Enhancing Salesforce’s Model Endpoints with Amazon SageMaker AI Inference Components

Chanci Turner Amazon IXD – VGT2 learning

This article is a collaborative effort between Salesforce and AWS, being published concurrently on both the Salesforce Engineering Blog and the AWS Machine Learning Blog. The Salesforce AI Platform Model Serving team focuses on the development and management of services that drive large language models (LLMs) and other AI workloads within Salesforce. Their primary aim is to facilitate model onboarding, offering customers a strong infrastructure to host various ML models. Their mission emphasizes streamlining model deployment, boosting inference performance, and optimizing cost efficiency, ensuring smooth integration into Agentforce and other applications that rely on inference. The team is committed to enhancing model inference performance and overall efficiency by adopting cutting-edge solutions and working with leading technology providers, including open-source communities and cloud services like Amazon Web Services (AWS), building it into a cohesive AI platform. This guarantees that Salesforce customers benefit from the most advanced AI technology available while maximizing cost-performance of the serving infrastructure.

In this article, we highlight how the Salesforce AI Platform team optimized GPU utilization, improved resource efficiency, and achieved cost savings using Amazon SageMaker AI, particularly its inference components.

The Challenge of Hosting Models for Inference: Balancing Compute and Cost Efficiency with Performance

Efficient, reliable, and cost-effective model deployment is a major challenge for organizations of all sizes. The Salesforce AI Platform team is tasked with deploying their proprietary LLMs, such as CodeGen and XGen, on SageMaker AI and optimizing them for inference. Salesforce manages multiple models across single model endpoints (SMEs), accommodating a diverse array of model sizes from a few gigabytes (GB) to 30 GB, each presenting unique performance requirements and infrastructure needs.

The team encountered two primary optimization challenges. Their larger models (20–30 GB) with lower traffic patterns were operating on high-performance GPUs, leading to underutilized multi-GPU instances and inefficient resource distribution. Conversely, their medium-sized models (roughly 15 GB) faced high-traffic workloads that required low-latency and high-throughput processing capabilities.
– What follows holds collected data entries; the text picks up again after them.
mod common;

use common::{setup, Admin, User};
use warden::prelude::*;

#[tokio::test]
async fn test_role_uniqueness_is_per_guard() {
    let fx = setup();
    let roles = fx.warden.roles();
    roles.create("editor", None).await.unwrap();
    roles.create("editor", Some("api")).await.unwrap();

    let err = roles.create("editor", Some("web")).await.unwrap_err();
    assert!(matches!(err, PermissionError::RoleAlreadyExists { .. }));
    assert_eq!(err.to_string(), "A role `editor` already exists for guard `web`.");
}

#[tokio::test]
async fn test_duplicate_permission_creation() {
    let fx = setup();
    let permissions = fx.warden.permissions();
    permissions.create("edit-articles", None).await.unwrap();

    let err = permissions.create("edit-articles", None).await.unwrap_err();
    assert!(matches!(err, PermissionError::PermissionAlreadyExists { .. }));
    assert_eq!(
        err.to_string(),
        "A permission `edit-articles` already exists for guard `web`."
    );
    assert!(permissions.create("edit-articles", Some("api")).await.is_ok());
}

#[tokio::test]
async fn test_default_guard_comes_from_config() {
    let fx = setup();
    let role = fx.warden.roles().create("editor", None).await.unwrap();
    let permission = fx.warden.permissions().create("edit", None).await.unwrap();
    assert_eq!(role.guard_name, "web");
    assert_eq!(permission.guard_name, "web");
}

#[tokio::test]
async fn test_find_by_name_is_guard_isolated() {
    let fx = setup();
    fx.warden.permissions().create("edit", Some("api")).await.unwrap();

    let err = fx.warden.permissions().find_by_name("edit", None).await.unwrap_err();
    assert_eq!(err.to_string(), "There is no permission named `edit` for guard `web`.");
    assert!(fx.warden.permissions().find_by_name("edit", Some("api")).await.is_ok());

    let err = fx.warden.roles().find_by_name("missing", None).await.unwrap_err();
    assert!(matches!(err, PermissionError::RoleDoesNotExist { .. }));
}

#[tokio::test]
async fn test_find_or_create_never_fails_on_missing() {
    let fx = setup();
    let first = fx.warden.roles().find_or_create("editor", None).await.unwrap();
    let second = fx.warden.roles().find_or_create("editor", None).await.unwrap();
    assert_eq!(first.id, second.id);

    let p1 = fx.warden.permissions().find_or_create("edit", None).await.unwrap();
    let p2 = fx.warden.permissions().find_or_create("edit", None).await.unwrap();
    assert_eq!(p1.id, p2.id);
}

#[tokio::test]
async fn test_find_by_id_respects_guard() {
    let fx = setup();
    let permission = fx.warden.permissions().create("edit", None).await.unwrap();
    let role = fx.warden.roles().create("editor", None).await.unwrap();

    assert_eq!(fx.warden.permissions().find_by_id(permission.id, None).await.unwrap(), permission);
    assert!(fx.warden.permissions().find_by_id(permission.id, Some("api")).await.is_err());
    assert_eq!(fx.warden.roles().find_by_id(role.id, Some("web")).await.unwrap(), role);
}

#[tokio::test]
async fn test_rename_checks_uniqueness() {
    let fx = setup();
    let roles = fx.warden.roles();
    let editor = roles.create("editor", None).await.unwrap();
    roles.create("writer", None).await.unwrap();

    let err = roles.rename(&editor, "writer").await.unwrap_err();
    assert!(matches!(err, PermissionError::RoleAlreadyExists { .. }));

    let renamed = roles.rename(&editor, "author").await.unwrap();
    assert_eq!(renamed.id, editor.id);
    assert!(roles.find_by_name("author", None).await.is_ok());
    assert!(roles.find_by_name("editor", None).await.is_err());
}

#[tokio::test]
async fn test_permission_rename_is_visible_through_cache() {
    let fx = setup();
    let permissions = fx.warden.permissions();
    let edit = permissions.create("edit", None).await.unwrap();
    permissions.find_by_name("edit", None).await.unwrap();

    permissions.rename(&edit, "modify").await.unwrap();
    assert!(permissions.find_by_name("modify", None).await.is_ok());
    assert!(permissions.find_by_name("edit", None).await.is_err());
}

#[tokio::test]
async fn test_role_has_permission_to() {
    let fx = setup();
    let w = &fx.warden;
    let editor = w.roles().create("editor", None).await.unwrap();
    let edit = w.permissions().create("edit", None).await.unwrap();
    w.permissions().create("publish", None).await.unwrap();
    w.role_permissions(&editor).give_permission_to([&edit]).await.unwrap();

    assert!(w.roles().has_permission_to(&editor, "edit").await.unwrap());
    assert!(w.roles().has_permission_to(&editor, edit.id).await.unwrap());
    assert!(!w.roles().has_permission_to(&editor, "publish").await.unwrap());
}

#[tokio::test]
async fn test_role_has_permission_to_foreign_guard_is_mismatch() {
    let fx = setup();
    let w = &fx.warden;
    let editor = w.roles().create("editor", Some("web")).await.unwrap();
    let api_edit = w.permissions().create("edit", Some("api")).await.unwrap();

    let err = w.roles().has_permission_to(&editor, &api_edit).await.unwrap_err();
    match err {
        PermissionError::GuardDoesNotMatch { expected, given } => {
            assert_eq!(expected, vec!["web".to_string()]);
            assert_eq!(given, "api");
        }
        other => panic!("unexpected error: {other}"),
    }
}

#[tokio::test]
async fn test_delete_role_detaches_everything() {
    let fx = setup();
    let w = &fx.warden;
    let editor = w.roles().create("editor", None).await.unwrap();
    w.permissions().create("edit", None).await.unwrap();
    w.role_permissions(&editor).give_permission_to(["edit"]).await.unwrap();
    let user = User::new(1);
    user.roles(w).assign_role(["editor"]).await.unwrap();
    assert!(user.permissions(w).has_permission_to("edit").await.unwrap());

    w.roles().delete(&editor).await.unwrap();

    assert!(user.roles(w).roles().await.unwrap().is_empty());
    assert!(!user.permissions(w).has_permission_to("edit").await.unwrap());
    assert!(w.registrar().register_permissions().await.unwrap().rows.is_empty());
}

#[tokio::test]
async fn test_delete_permission_detaches_everything() {
    let fx = setup();
    let w = &fx.warden;
    let editor = w.roles().create("editor", None).await.unwrap();
    let edit = w.permissions().create("edit", None).await.unwrap();
    w.role_permissions(&editor).give_permission_to(["edit"]).await.unwrap();
    let user = User::new(1);
    user.permissions(w).give_permission_to(["edit"]).await.unwrap();

    w.permissions().delete(&edit).await.unwrap();

    assert!(user.permissions(w).get_direct_permissions().await.unwrap().is_empty());
    assert!(w.role_permissions(&editor).permissions().await.unwrap().is_empty());
    let err = w.permissions().find_by_name("edit", None).await.unwrap_err();
    assert!(matches!(err, PermissionError::PermissionDoesNotExist { .. }));
}

#[tokio::test]
async fn test_permission_roles_and_users() {
    let fx = setup();
    let w = &fx.warden;
    let editor = w.roles().create("editor", None).await.unwrap();
    let writer = w.roles().create("writer", None).await.unwrap();
    let edit = w.permissions().create("edit", None).await.unwrap();
    w.role_permissions(&editor).give_permission_to(["edit"]).await.unwrap();
    w.role_permissions(&writer).give_permission_to(["edit"]).await.unwrap();
    User::new(7).permissions(w).give_permission_to(["edit"]).await.unwrap();

    let owners: Vec<String> = w
        .permissions()
        .roles(&edit)
        .await
        .unwrap()
        .into_iter()
        .map(|r| r.name)
        .collect();
    assert_eq!(owners, vec!["editor", "writer"]);

    let users = w.permissions().users(&edit).await.unwrap();
    assert_eq!(users.len(), 1);
    assert_eq!(users[0].id, "7");
}

#[tokio::test]
async fn test_role_users_limited_to_guard_model() {
    let fx = setup();
    let w = &fx.warden;
    let web_editor = w.roles().create("editor", Some("web")).await.unwrap();
    let admin_editor = w.roles().create("editor", Some("admin")).await.unwrap();

    User::new(1).roles(w).assign_role([&web_editor]).await.unwrap();
    Admin { id: 1 }.roles(w).assign_role([&admin_editor]).await.unwrap();

    let web_users = w.roles().users(&web_editor).await.unwrap();
    assert_eq!(web_users.len(), 1);
    assert_eq!(web_users[0].model_type, "user");

    let admins = w.roles().users(&admin_editor).await.unwrap();
    assert_eq!(admins.len(), 1);
    assert_eq!(admins[0].model_type, "admin");
}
These models often resulted in increased costs due to over-provisioning similar multi-GPU setups. Here’s a visual representation of Salesforce’s large and medium SageMaker endpoints, illustrating areas of under-utilization.

Currently utilizing Amazon EC2 P4d instances, with plans to transition to the latest P5en instances featuring NVIDIA H200 Tensor Core GPUs, the team sought a resource optimization strategy that would maximize GPU utilization across their SageMaker AI endpoints, allowing scalable AI operations and extracting maximum value from high-performance instances—all while maintaining performance and avoiding over-provisioning.

This challenge exemplifies the critical balance that enterprises must achieve when scaling AI operations: optimizing the performance of complex AI workloads while minimizing infrastructure costs and enhancing resource efficiency. Salesforce required a solution that not only addressed their immediate deployment challenges but also established a flexible foundation for their evolving AI initiatives.

To tackle these challenges, the Salesforce AI Platform team leveraged SageMaker AI inference components, enabling multiple foundation models (FMs) to be deployed on a single SageMaker AI endpoint with precise control over the number of accelerators and memory allocation per model. This approach enhances resource efficiency, reduces model deployment costs, and allows the scaling of endpoints alongside usage demands.

Solution: Streamlining Model Deployment with Amazon SageMaker AI Inference Components

With Amazon SageMaker AI inference components, organizations can deploy one or more FMs on the same SageMaker AI endpoint while managing the number of accelerators and memory for each FM. This strategy boosts resource utilization, cuts model deployment costs, and facilitates scaling endpoints in line with specific use cases. For each FM, distinct scaling policies can be defined to adapt to usage patterns, further optimizing infrastructure expenses. Below is an illustration of Salesforce’s large and medium SageMaker endpoints after improved utilization through inference components.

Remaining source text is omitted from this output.